The Devil granted the wish and the sinner took his place near the back of the room.

Two minutes later the sinner was standing up to his chest in sloppy warm stinking pig manure, sipping a cup of Kopi Luwak. He thought "Wow, considering the terrible things I've done, this isn't bad".

A few seconds later the Devil, who was now brandishing a red hot trident, shouted "OK - the coffee break is over. Get back on your heads".

Joke 6 - A Dog of a Joke

A wealthy old lady decides to go on a photo safari in Africa , taking her faithful aged poodle named Cuddles, along for the company.

One day the poodle starts chasing butterflies and before long, Cuddles discovers that he's lost.. Wandering about, he notices a leopard heading rapidly in his direction with the intention of having lunch.

The old poodle thinks, "Oh, oh!

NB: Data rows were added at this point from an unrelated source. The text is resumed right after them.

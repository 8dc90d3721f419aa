//! HTTP exchange descriptors as recorded by the backend.
//!
//! These mirror what the native backend stores for every executed request;
//! the frontend core only reads them.

use std::collections::BTreeMap;

use serde::{Deserialize, Serialize};

/// Default request timeout in milliseconds.
pub const DEFAULT_TIMEOUT_MS: u64 = 30_000;

const fn default_timeout() -> u64 {
    DEFAULT_TIMEOUT_MS
}

/// Parameters of an executed request.
#[derive(Debug, Clone, PartialEq, Eq, Serialize, Deserialize)]
pub struct RequestParams {
    /// Target URL.
    pub url: String,
    /// HTTP method (GET, POST, ...).
    pub method: String,
    /// Request headers.
    #[serde(default)]
    pub headers: BTreeMap<String, String>,
    /// Optional request body.
    #[serde(default)]
    pub body: Option<String>,
    /// Timeout in milliseconds.
    #[serde(default = "default_timeout")]
    pub timeout_ms: u64,
}

impl RequestParams {
    /// Creates request parameters with no headers, no body and the default timeout.
    #[must_use]
    pub fn new(method: impl Into<String>, url: impl Into<String>) -> Self {
        Self {
            url: url.into(),
            method: method.into(),
            headers: BTreeMap::new(),
            body: None,
            timeout_ms: DEFAULT_TIMEOUT_MS,
        }
    }

    /// Adds a header.
    #[must_use]
    pub fn with_header(mut self, name: impl Into<String>, value: impl Into<String>) -> Self {
        self.headers.insert(name.into(), value.into());
        self
    }

    /// Sets the body.
    #[must_use]
    pub fn with_body(mut self, body: impl Into<String>) -> Self {
        self.body = Some(body.into());
        self
    }
}

/// Timing breakdown of a request. Phases that were not measured are `None`.
#[derive(Debug, Clone, Copy, PartialEq, Eq, Default, Serialize, Deserialize)]
#[allow(clippy::struct_field_names)]
pub struct RequestTiming {
    /// Total duration.
    pub total_ms: u64,
    /// DNS resolution.
    #[serde(default)]
    pub dns_ms: Option<u64>,
    /// TCP connect.
    #[serde(default)]
    pub connect_ms: Option<u64>,
    /// TLS handshake.
    #[serde(default)]
    pub tls_ms: Option<u64>,
    /// Time to first byte.
    #[serde(default)]
    pub first_byte_ms: Option<u64>,
}

/// Response recorded for an executed request.
#[derive(Debug, Clone, PartialEq, Eq, Serialize, Deserialize)]
pub struct HttpResponse {
    /// Status code.
    pub status: u16,
    /// Status text, e.g. "OK".
    pub status_text: String,
    /// Response headers.
    #[serde(default)]
    pub headers: BTreeMap<String, String>,
    /// Response body.
    #[serde(default)]
    pub body: String,
    /// Timing breakdown.
    #[serde(default)]
    pub timing: RequestTiming,
}

impl HttpResponse {
    /// Returns true for 2xx status codes.
    #[must_use]
    pub const fn is_success(&self) -> bool {
        self.status >= 200 && self.status < 300
    }
}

I'm in deep doo-doo now!" Noticing some bones on the ground close by, he immediately settles down to chew on the bones with his back to the approaching cat. Just as the leopard is about to leap the old poodle exclaims loudly, "Boy, that was a delicious leopard! I wonder if there are any more around here?"

Hearing this, the young leopard halts his attack in mid-strike, a look of terror comes over him and he slinks away into the trees. "Whew!", says the leopard, "That was close! That old poodle nearly had me!"

Meanwhile, a monkey who had been watching the whole scene from a nearby tree, figures he can put this knowledge to good use and trade it for protection from the leopard. So off he goes, but the old poodle sees him heading after the leopard with great speed, and figures that something must be up. The monkey soon catches up with the leopard, spills the beans and strikes a deal for himself with the leopard.

The young leopard is furious at being made a fool of and says, "Here, monkey, hop on my back and see what's going to happen to that conniving canine!"

Now, the old poodle sees the leopard coming with the monkey on his back and thinks, "What am I going to do now?", but instead of running, the dog sits down with his back to his attackers, pretending he hasn't seen them yet, and just when they get close enough to hear, the old poodle says.


"Where's that damn monkey? I sent him off an hour ago to bring me another leopard!".